The City Council on Tuesday gave staff members approval to go ahead with a special election and to ask for court approval to leave the fire district.
Voters in the Animas and Hermosa Cliff fire protection districts also would have to approve a mill levy, perhaps 5.8 mills, which would be about the same or little less than their current rates.
Bud Smith, the lawyer for the three districts of Animas, Hermosa Cliff and Durango that provide the funding for the authority, said his proposal is a case for simplicity because it would replace three different fire protection districts with one district.
Currently, each constituent district has its own elected board to oversee its taxing authority. Each of the district’s revenues also are subject to audits. Administrative services are duplicated.
Under the proposed solution, Smith said, “it will be like how it’s always operated, but without all these layers of government. We will have one single fire district and a contract with the city.”
The fire district then would be overseen by a board of seven members elected at large instead of the board that now is comprised of two appointees from Animas, Hermosa Cliff and Durango and one member selected at large.
Because city residents no longer would be subject to the tax, city voters would not be able to vote for the board members unless they also own property outside the city, Smith said.
Because county residents typically own businesses and property within the city and Durango residents also are invested in the county, Smith downplayed the loss of representation on the board.
He thought it was a nonissue because Emil Wanatka, a Durango resident who serves as president of the Durango Fire Protection District board, still would be eligible to serve because he also owns land in the county.
In fact, “there’s not current member of this board that would no longer be eligible,” Smith said. “So the impact may be overstated if you say the city is losing representation.
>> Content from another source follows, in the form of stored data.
//! Log setup for `wenettx` and the unit tests
//!
//! Both read `RUST_LOG` first; the defaults below only apply when it is
//! unset or unparsable.
//!
//! - `RUST_LOG=rustywenet::interleaver=trace` - every flush and padded stream
//! - `RUST_LOG=rustywenet::ldpc=trace` - parity bits of every encoded block

use tracing_subscriber::{fmt, EnvFilter};

/// Filter directive used when `RUST_LOG` is not set
///
/// `verbose` raises the library and binary targets from info to debug.
pub fn default_directive(verbose: bool) -> &'static str {
    if verbose {
        "rustywenet=debug,wenettx=debug"
    } else {
        "rustywenet=info,wenettx=info"
    }
}

fn env_filter(default: &str) -> EnvFilter {
    EnvFilter::try_from_default_env().unwrap_or_else(|_| EnvFilter::new(default))
}

/// Install the global subscriber for the transmit tool
///
/// Logs go to stderr so they never mix with encoded output.
pub fn init_tracing(verbose: bool) {
    fmt()
        .with_env_filter(env_filter(default_directive(verbose)))
        .with_target(true)
        .with_line_number(true)
        .with_writer(std::io::stderr)
        .init();
}

/// Install a test-captured subscriber once per test binary
#[cfg(test)]
pub fn init_test_tracing() {
    use once_cell::sync::Lazy;

    static TRACING: Lazy<()> = Lazy::new(|| {
        // try_init: another harness may already own the global subscriber
        let _ = fmt()
            .with_env_filter(env_filter("rustywenet=warn"))
            .with_line_number(true)
            .with_test_writer()
            .try_init();
    });

    Lazy::force(&TRACING);
}
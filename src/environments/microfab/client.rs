//! Client for the Microfab component directory
//!
//! Read-only access to `/ak/api/v1/components` and `/ak/api/v1/health`.

use reqwest::Client;
use serde::Deserialize;
use url::Url;

use crate::{Error, Result};

const COMPONENTS_PATH: &str = "ak/api/v1/components";
const HEALTH_PATH: &str = "ak/api/v1/health";

/// Component listed by Microfab, distinguished by its `type` tag
#[derive(Debug, Clone, PartialEq, Deserialize)]
#[serde(tag = "type")]
pub enum Component {
    #[serde(rename = "identity")]
    Identity(IdentityComponent),
    #[serde(rename = "fabric-peer")]
    Peer(NodeComponent),
    #[serde(rename = "fabric-orderer")]
    Orderer(NodeComponent),
    #[serde(rename = "fabric-ca")]
    CertificateAuthority(CaComponent),
    #[serde(rename = "gateway")]
    Gateway(GatewayComponent),
    /// Component types this registry does not model
    #[serde(other)]
    Unknown,
}

/// Exported identity
#[derive(Debug, Clone, PartialEq, Eq, Deserialize)]
pub struct IdentityComponent {
    pub id: String,
    pub display_name: String,
    pub cert: String,
    pub private_key: String,
    pub msp_id: String,
    pub wallet: String,
}

/// Peer or orderer
#[derive(Debug, Clone, PartialEq, Deserialize)]
pub struct NodeComponent {
    pub id: String,
    pub display_name: String,
    pub api_url: String,
    #[serde(default)]
    pub api_options: Option<serde_json::Value>,
    #[serde(default)]
    pub chaincode_url: Option<String>,
    pub msp_id: String,
    pub wallet: String,
    pub identity: String,
}

/// Certificate authority
#[derive(Debug, Clone, PartialEq, Deserialize)]
pub struct CaComponent {
    pub id: String,
    pub display_name: String,
    pub api_url: String,
    #[serde(default)]
    pub api_options: Option<serde_json::Value>,
    #[serde(default)]
    pub ca_name: Option<String>,
    #[serde(default)]
    pub msp_id: Option<String>,
    pub wallet: String,
    pub identity: String,
}

/// Gateway whose remaining fields form the connection profile
#[derive(Debug, Clone, PartialEq, Deserialize)]
pub struct GatewayComponent {
    pub id: String,
    pub display_name: String,
    #[serde(flatten)]
    pub profile: serde_json::Map<String, serde_json::Value>,
}

/// HTTP client for one Microfab instance
#[derive(Debug, Clone)]
pub struct MicrofabClient {
    client: Client,
    base_url: Url,
}

impl MicrofabClient {
    /// Client for the instance at `base_url`, sharing `client`'s connection pool
    ///
    /// # Errors
    ///
    /// Returns an error if `base_url` is not a valid URL
    pub fn new(client: Client, base_url: &str) -> Result<Self> {
        let mut base_url = Url::parse(base_url)?;
        if !base_url.path().ends_with('/') {
            let path = format!("{}/", base_url.path());
            base_url.set_path(&path);
        }
        Ok(Self { client, base_url })
    }

    /// Base URL of the instance
    #[must_use]
    pub const fn base_url(&self) -> &Url {
        &self.base_url
    }

    /// Every component the instance exposes
    ///
    /// # Errors
    ///
    /// Returns an error if the request fails or the response is invalid
    pub async fn components(&self) -> Result<Vec<Component>> {
        let url = self.base_url.join(COMPONENTS_PATH)?;
        let response = self.client.get(url).send().await?;

        if !response.status().is_success() {
            let status = response.status();
            let body = response.text().await.unwrap_or_default();
            return Err(Error::Remote(format!(
                "Microfab components request failed: {status} - {body}"
            )));
        }

        Ok(response.json().await?)
    }

    /// A single component by ID
    ///
    /// # Errors
    ///
    /// Returns `Error::NotFound` for an unknown ID, or an error if the request fails
    pub async fn component(&self, id: &str) -> Result<Component> {
        let url = self.base_url.join(&format!("{COMPONENTS_PATH}/{id}"))?;
        let response = self.client.get(url).send().await?;

        if response.status() == reqwest::StatusCode::NOT_FOUND {
            return Err(Error::not_found("components", id, None));
        }
        if !response.status().is_success() {
            let status = response.status();
            let body = response.text().await.unwrap_or_default();
            return Err(Error::Remote(format!(
                "Microfab component request failed: {status} - {body}"
            )));
        }

        Ok(response.json().await?)
    }

    /// Whether the instance answers its health check
    pub async fn is_alive(&self) -> bool {
        let Ok(url) = self.base_url.join(HEALTH_PATH) else {
            return false;
        };
        match self.client.get(url).send().await {
            Ok(response) => response.status().is_success(),
            Err(e) => {
                tracing::debug!(url = %self.base_url, error = %e, "microfab health check failed");
                false
            }
        }
    }
}

#[cfg(test)]
mod tests {
    use super::*;

    #[test]
    fn deserializes_tagged_components() {
        let json = serde_json::json!([
            {
                "id": "org1admin",
                "display_name": "Org1 Admin",
                "type": "identity",
                "cert": "Q0VSVA==",
                "private_key": "S0VZ",
                "ca": "Q0E=",
                "msp_id": "Org1MSP",
                "wallet": "Org1",
                "hide": false
            },
            {
                "id": "org1peer",
                "display_name": "Org1 Peer",
                "type": "fabric-peer",
                "api_url": "http://org1peer-api.127-0-0-1.nip.io:8080",
                "api_options": {"grpc.default_authority": "org1peer-api.127-0-0-1.nip.io:8080"},
                "chaincode_url": "http://org1peer-chaincode.127-0-0-1.nip.io:8080",
                "msp_id": "Org1MSP",
                "wallet": "Org1",
                "identity": "Org1 Admin"
            },
            {
                "id": "org1gateway",
                "display_name": "Org1 Gateway",
                "type": "gateway",
                "name": "Org1 Gateway",
                "version": "1.0",
                "wallet": "Org1",
                "client": {"organization": "Org1"}
            },
            {
                "id": "couchdb",
                "display_name": "CouchDB",
                "type": "couchdb"
            }
        ]);

        let components: Vec<Component> = serde_json::from_value(json).unwrap();
        assert_eq!(components.len(), 4);
        assert!(matches!(&components[0], Component::Identity(i) if i.wallet == "Org1"));
        assert!(matches!(&components[1], Component::Peer(p) if p.identity == "Org1 Admin"));
        let Component::Gateway(gateway) = &components[2] else {
            panic!("expected gateway");
        };
        assert_eq!(gateway.profile["wallet"], "Org1");
        assert!(gateway.profile.get("id").is_none());
        assert!(gateway.profile.get("type").is_none());
        assert_eq!(components[3], Component::Unknown);
    }

    #[test]
    fn base_url_gets_trailing_slash() {
        let client = MicrofabClient::new(Client::new(), "http://console.127-0-0-1.nip.io:8080/prefix").unwrap();
        assert_eq!(client.base_url().as_str(), "http://console.127-0-0-1.nip.io:8080/prefix/");
    }
}
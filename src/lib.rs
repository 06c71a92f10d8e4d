//! Fabric Registry - Topology catalog for Hyperledger Fabric deployments
//!
//! This library records which nodes, wallets and gateways make up a Fabric
//! network and reconciles them across several kinds of backing store:
//! - Hand-curated node directories
//! - Directory trees written by Ansible provisioning
//! - Live Microfab component directories over HTTP
//!
//! # Architecture
//!
//! ```text
//! ┌─────────────────────────────────────────────────────┐
//! │        WalletRegistry      │     GatewayRegistry     │
//! │   stored + derived entries, local entries first     │
//! └────────────────────┬────────────────────────────────┘
//!                      │
//! ┌────────────────────▼────────────────────────────────┐
//! │   EnvironmentRegistry  ──►  EnvironmentFactory       │
//! │   Directory │ Ansible │ Microfab │ Noop              │
//! └────────────────────┬────────────────────────────────┘
//!                      │
//! ┌────────────────────▼────────────────────────────────┐
//! │   FileRegistry<T>  │  node update planner  │ wallets │
//! └─────────────────────────────────────────────────────┘
//! ```

pub mod config;
pub mod environments;
pub mod error;
pub mod files;
pub mod gateways;
pub mod nodes;
pub mod registry;
pub mod wallets;
pub mod workspace;

pub use config::Config;
pub use environments::{
    Environment, EnvironmentEntry, EnvironmentFactory, EnvironmentFlags, EnvironmentRegistry,
};
pub use error::{Error, Result};
pub use gateways::{Gateway, GatewayRegistry, GatewayRegistryEntry};
pub use nodes::{Node, NodeType};
pub use registry::{FileRegistry, RegistryEntry, RegistryEvent, SubscriptionId};
pub use wallets::{Identity, WalletRegistry, WalletRegistryEntry, WalletStore};
pub use workspace::Workspace;
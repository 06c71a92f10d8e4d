//! Environment backed by the directory tree Ansible provisioning writes
//!
//! Layout under the environment directory:
//!
//! ```text
//! nodes/**/*.json                  node files
//! wallets/<wallet>/*.json          exported identities
//! wallets/<wallet>/.config.json    optional wallet registry override
//! gateways/**/*.json               connection profiles
//! gateways/<gateway>/.config.json  optional gateway registry override
//! ```

use std::path::{Path, PathBuf};
use std::sync::Arc;

use async_trait::async_trait;

use super::directory::DirectoryEnvironment;
use super::{Environment, discovery};
use crate::files;
use crate::gateways::{Gateway, GatewayRegistryEntry};
use crate::nodes::Node;
use crate::wallets::{Identity, WalletAndIdentities, WalletProvider, reconcile_identities};
use crate::Result;

/// Ansible-provisioned environment
#[derive(Clone)]
pub struct AnsibleEnvironment {
    base: DirectoryEnvironment,
    wallets: Arc<dyn WalletProvider>,
}

impl std::fmt::Debug for AnsibleEnvironment {
    fn fmt(&self, f: &mut std::fmt::Formatter<'_>) -> std::fmt::Result {
        f.debug_struct("AnsibleEnvironment")
            .field("base", &self.base)
            .finish_non_exhaustive()
    }
}

impl AnsibleEnvironment {
    /// Environment `name` rooted at `path`, importing identities through `wallets`
    #[must_use]
    pub fn new(name: impl Into<String>, path: impl Into<PathBuf>, wallets: Arc<dyn WalletProvider>) -> Self {
        Self {
            base: DirectoryEnvironment::new(name, path),
            wallets,
        }
    }

    fn gateways_dir(&self) -> PathBuf {
        self.base.path().join("gateways")
    }
}

#[async_trait]
impl Environment for AnsibleEnvironment {
    fn name(&self) -> &str {
        self.base.name()
    }

    fn path(&self) -> &Path {
        self.base.path()
    }

    async fn get_nodes(&self, without_identities: bool, show_all: bool) -> Result<Vec<Node>> {
        self.base.get_nodes(without_identities, show_all).await
    }

    async fn update_node(&self, node: &Node, externally_managed: bool) -> Result<()> {
        self.base.update_node(node, externally_managed).await
    }

    async fn delete_node(&self, node: &Node) -> Result<()> {
        self.base.delete_node(node).await
    }

    async fn get_wallets_and_identities(&self) -> Result<Vec<WalletAndIdentities>> {
        let mut results = Vec::new();
        for wallet_dir in files::list_subdirectories(&self.base.wallets_dir()).await? {
            let Some(wallet_name) = wallet_dir.file_name().and_then(|n| n.to_str()) else {
                continue;
            };
            let wallet = discovery::wallet_entry(self.name(), wallet_name, &wallet_dir).await?;
            let identities = discovery::read_identities(&wallet_dir).await?;

            let store = self.wallets.open(&wallet);
            let imported = reconcile_identities(store.as_ref(), &identities).await?;
            tracing::debug!(
                environment = %self.name(),
                wallet = %wallet.name,
                identities = identities.len(),
                imported,
                "discovered wallet"
            );

            results.push(WalletAndIdentities { wallet, identities });
        }
        Ok(results)
    }

    async fn get_gateways(&self) -> Result<Vec<GatewayRegistryEntry>> {
        let gateways_dir = self.gateways_dir();
        let mut entries = Vec::new();
        for gateway in self.get_fabric_gateways().await? {
            entries.push(discovery::gateway_entry(self.name(), &gateways_dir, &gateway).await?);
        }
        Ok(entries)
    }

    async fn get_wallet_names(&self) -> Result<Vec<String>> {
        Ok(files::list_subdirectories(&self.base.wallets_dir())
            .await?
            .iter()
            .filter_map(|dir| dir.file_name().and_then(|n| n.to_str()).map(ToString::to_string))
            .collect())
    }

    async fn get_identities(&self, wallet_name: &str) -> Result<Vec<Identity>> {
        self.base.get_identities(wallet_name).await
    }

    async fn get_fabric_gateways(&self) -> Result<Vec<Gateway>> {
        discovery::read_gateways(&self.gateways_dir()).await
    }
}

#[cfg(test)]
mod tests {
    use base64::Engine as _;
    use base64::engine::general_purpose::STANDARD;

    use super::*;
    use crate::wallets::{FileSystemWallet, FileSystemWalletProvider, WalletStore};

    fn identity_json(name: &str, cert: &str) -> String {
        serde_json::json!({
            "name": name,
            "cert": STANDARD.encode(cert),
            "private_key": STANDARD.encode("KEY"),
            "msp_id": "Org1MSP",
        })
        .to_string()
    }

    fn setup() -> (tempfile::TempDir, AnsibleEnvironment) {
        let dir = tempfile::tempdir().unwrap();
        let env = AnsibleEnvironment::new("ansible", dir.path(), Arc::new(FileSystemWalletProvider));
        let org1 = dir.path().join("wallets").join("Org1");
        std::fs::create_dir_all(&org1).unwrap();
        std::fs::write(org1.join("admin.json"), identity_json("admin", "CERT")).unwrap();
        let gateways = dir.path().join("gateways").join("org1");
        std::fs::create_dir_all(&gateways).unwrap();
        std::fs::write(
            gateways.join("org1gateway.json"),
            r#"{"name":"Org1 Gateway","wallet":"Org1"}"#,
        )
        .unwrap();
        (dir, env)
    }

    #[tokio::test]
    async fn wallets_are_synthesized_and_imported() {
        let (dir, env) = setup();

        let wallets = env.get_wallets_and_identities().await.unwrap();
        assert_eq!(wallets.len(), 1);
        assert_eq!(wallets[0].wallet.display_name.as_deref(), Some("ansible - Org1"));
        assert_eq!(wallets[0].identities.len(), 1);

        let store = FileSystemWallet::new(dir.path().join("wallets").join("Org1"));
        let stored = store.get_identities().await.unwrap();
        assert_eq!(stored.len(), 1);
        assert_eq!(stored[0].cert, "CERT");
    }

    #[tokio::test]
    async fn repeated_discovery_does_not_reimport() {
        let (dir, env) = setup();
        env.get_wallets_and_identities().await.unwrap();
        let id_file = dir.path().join("wallets").join("Org1").join("admin.id");
        std::fs::write(&id_file, std::fs::read_to_string(&id_file).unwrap() + "\n").unwrap();
        let before = std::fs::read_to_string(&id_file).unwrap();

        env.get_wallets_and_identities().await.unwrap();

        assert_eq!(std::fs::read_to_string(&id_file).unwrap(), before);
    }

    #[tokio::test]
    async fn gateways_are_derived_from_profiles() {
        let (_dir, env) = setup();

        let gateways = env.get_gateways().await.unwrap();
        assert_eq!(gateways.len(), 1);
        assert_eq!(gateways[0].name, "Org1 Gateway");
        assert_eq!(gateways[0].associated_wallet, "Org1");
        assert_eq!(gateways[0].from_environment.as_deref(), Some("ansible"));
        assert_eq!(env.get_wallet_names().await.unwrap(), vec!["Org1"]);
    }

    #[tokio::test]
    async fn identities_listed_per_wallet() {
        let (_dir, env) = setup();
        let identities = env.get_identities("Org1").await.unwrap();
        assert_eq!(identities[0].name, "admin");
        assert!(env.get_identities("Org2").await.unwrap().is_empty());
    }
}
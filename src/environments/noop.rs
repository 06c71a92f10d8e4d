//! Placeholder environment for backends that cannot be reached or are not supported

use std::path::{Path, PathBuf};

use async_trait::async_trait;

use super::Environment;
use crate::Result;
use crate::gateways::{Gateway, GatewayRegistryEntry};
use crate::nodes::Node;
use crate::wallets::{Identity, WalletAndIdentities};

/// Environment that reports nothing and ignores changes
#[derive(Debug, Clone)]
pub struct NoopEnvironment {
    name: String,
    path: PathBuf,
}

impl NoopEnvironment {
    #[must_use]
    pub fn new(name: impl Into<String>, path: impl Into<PathBuf>) -> Self {
        Self {
            name: name.into(),
            path: path.into(),
        }
    }
}

#[async_trait]
impl Environment for NoopEnvironment {
    fn name(&self) -> &str {
        &self.name
    }

    fn path(&self) -> &Path {
        &self.path
    }

    async fn get_nodes(&self, _without_identities: bool, _show_all: bool) -> Result<Vec<Node>> {
        Ok(Vec::new())
    }

    async fn get_all_organization_names(&self, _show_orderer: bool) -> Result<Vec<String>> {
        Ok(Vec::new())
    }

    async fn update_node(&self, _node: &Node, _externally_managed: bool) -> Result<()> {
        Ok(())
    }

    async fn delete_node(&self, _node: &Node) -> Result<()> {
        Ok(())
    }

    async fn require_setup(&self) -> Result<bool> {
        Ok(false)
    }

    async fn get_wallets_and_identities(&self) -> Result<Vec<WalletAndIdentities>> {
        Ok(Vec::new())
    }

    async fn get_gateways(&self) -> Result<Vec<GatewayRegistryEntry>> {
        Ok(Vec::new())
    }

    async fn get_wallet_names(&self) -> Result<Vec<String>> {
        Ok(Vec::new())
    }

    async fn get_identities(&self, _wallet_name: &str) -> Result<Vec<Identity>> {
        Ok(Vec::new())
    }

    async fn get_fabric_gateways(&self) -> Result<Vec<Gateway>> {
        Ok(Vec::new())
    }
}
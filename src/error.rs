//! Error types for the Fabric registry

use std::path::PathBuf;

use thiserror::Error;

/// Result type alias for registry operations
pub type Result<T> = std::result::Result<T, Error>;

/// Errors that can occur while reading or reconciling registries and environments
#[derive(Debug, Error)]
pub enum Error {
    /// Configuration error
    #[error("configuration error: {0}")]
    Config(String),

    /// Record lookup failed
    #[error(
        "entry \"{key}\" in registry \"{registry}\" does not exist{}",
        environment_suffix(.environment.as_deref())
    )]
    NotFound {
        /// Registry that was searched
        registry: String,
        /// Primary lookup key
        key: String,
        /// Environment the entry was expected to come from
        environment: Option<String>,
    },

    /// Record with the same key is already registered
    #[error("entry \"{key}\" in registry \"{registry}\" already exists")]
    AlreadyExists {
        /// Registry that was written to
        registry: String,
        /// Conflicting key
        key: String,
    },

    /// Mutation requested on a read-only environment
    #[error("operation not supported: {operation} on environment \"{environment}\"")]
    UnsupportedOperation {
        /// Operation that was attempted
        operation: &'static str,
        /// Environment that rejected it
        environment: String,
    },

    /// A record is missing a required field or carries an invalid value
    #[error("validation error: {0}")]
    Validation(String),

    /// Copy, move or remove failure during a rename or migration
    #[error("failed to {operation} {} to {}: {source}", .from.display(), .to.display())]
    FileOperation {
        /// Operation that failed
        operation: &'static str,
        /// Source path
        from: PathBuf,
        /// Destination path
        to: PathBuf,
        /// Underlying IO error
        #[source]
        source: std::io::Error,
    },

    /// Component directory answered with a non-success status
    #[error("remote error: {0}")]
    Remote(String),

    /// IO error
    #[error("io error: {0}")]
    Io(#[from] std::io::Error),

    /// HTTP error
    #[error("http error: {0}")]
    Http(#[from] reqwest::Error),

    /// Serialization error
    #[error("serialization error: {0}")]
    Serialization(#[from] serde_json::Error),

    /// TOML parsing error
    #[error("toml error: {0}")]
    Toml(#[from] toml::de::Error),

    /// Base64 decoding error
    #[error("base64 error: {0}")]
    Base64(#[from] base64::DecodeError),

    /// URL parsing error
    #[error("url error: {0}")]
    Url(#[from] url::ParseError),
}

impl Error {
    /// Build a `NotFound` error for a registry lookup
    #[must_use]
    pub fn not_found(
        registry: impl Into<String>,
        key: impl Into<String>,
        environment: Option<&str>,
    ) -> Self {
        Self::NotFound {
            registry: registry.into(),
            key: key.into(),
            environment: environment.map(ToString::to_string),
        }
    }

    /// Build an `UnsupportedOperation` error
    #[must_use]
    pub fn unsupported(operation: &'static str, environment: impl Into<String>) -> Self {
        Self::UnsupportedOperation {
            operation,
            environment: environment.into(),
        }
    }

    /// Whether this error reports a missing record
    #[must_use]
    pub const fn is_not_found(&self) -> bool {
        matches!(self, Self::NotFound { .. })
    }
}

fn environment_suffix(environment: Option<&str>) -> String {
    environment.map_or_else(String::new, |env| format!(" in environment \"{env}\""))
}
//! Registries wired together over one storage root

use std::path::{Path, PathBuf};
use std::sync::Arc;

use crate::Result;
use crate::config::Config;
use crate::environments::{Environment, EnvironmentFactory, EnvironmentRegistry};
use crate::gateways::GatewayRegistry;
use crate::wallets::{FileSystemWalletProvider, WalletProvider, WalletRegistry};

/// Long-lived registry instances sharing a storage root
#[derive(Debug, Clone)]
pub struct Workspace {
    storage_dir: PathBuf,
    environments: Arc<EnvironmentRegistry>,
    factory: Arc<EnvironmentFactory>,
    wallets: Arc<WalletRegistry>,
    gateways: Arc<GatewayRegistry>,
}

impl Workspace {
    /// Wire the registries for `config`, storing identities in file-system wallets
    #[must_use]
    pub fn from_config(config: &Config) -> Self {
        Self::with_wallet_provider(config, Arc::new(FileSystemWalletProvider))
    }

    /// Wire the registries for `config`, opening wallet stores through `wallets`
    #[must_use]
    pub fn with_wallet_provider(config: &Config, wallets: Arc<dyn WalletProvider>) -> Self {
        let storage_dir = config.storage_dir.clone();
        let environments = Arc::new(EnvironmentRegistry::new(&storage_dir));
        let factory = Arc::new(EnvironmentFactory::with_wallet_provider(
            environments.root(),
            wallets,
        ));
        let wallet_registry = Arc::new(WalletRegistry::new(
            &storage_dir,
            Arc::clone(&environments),
            Arc::clone(&factory),
            &config.local_environment_name,
        ));
        let gateway_registry = Arc::new(GatewayRegistry::new(
            &storage_dir,
            Arc::clone(&environments),
            Arc::clone(&factory),
            &config.local_environment_name,
        ));

        tracing::debug!(storage_dir = %storage_dir.display(), "registries initialized");

        Self {
            storage_dir,
            environments,
            factory,
            wallets: wallet_registry,
            gateways: gateway_registry,
        }
    }

    #[must_use]
    pub fn storage_dir(&self) -> &Path {
        &self.storage_dir
    }

    #[must_use]
    pub const fn environments(&self) -> &Arc<EnvironmentRegistry> {
        &self.environments
    }

    #[must_use]
    pub const fn factory(&self) -> &Arc<EnvironmentFactory> {
        &self.factory
    }

    #[must_use]
    pub const fn wallets(&self) -> &Arc<WalletRegistry> {
        &self.wallets
    }

    #[must_use]
    pub const fn gateways(&self) -> &Arc<GatewayRegistry> {
        &self.gateways
    }

    /// Build the environment registered as `name`
    ///
    /// # Errors
    ///
    /// Returns `Error::NotFound` if no such environment is registered, or an
    /// error if the descriptor is invalid
    pub async fn environment(&self, name: &str) -> Result<Arc<dyn Environment>> {
        let entry = self.environments.get(name).await?;
        self.factory.create(&entry)
    }

    /// Remove every stored environment, wallet and gateway
    ///
    /// # Errors
    ///
    /// Returns an error if a registry directory cannot be removed
    pub async fn clear(&self) -> Result<()> {
        self.gateways.clear().await?;
        self.wallets.clear().await?;
        self.environments.clear().await
    }
}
People should not get hung up on the idea of being disenfranchised and no longer represented. They will be represented by people who have their interests at heart.”
Fire Chief Dan Noonan also made a pitch for community unity.
“Too many times we’ve had an us-versus-them mentality,” he said. “Our firefighters and medics have no us-versus-them (mentality). Whatever the need, they’re responding to it and taking care of it. It makes no difference where you live.”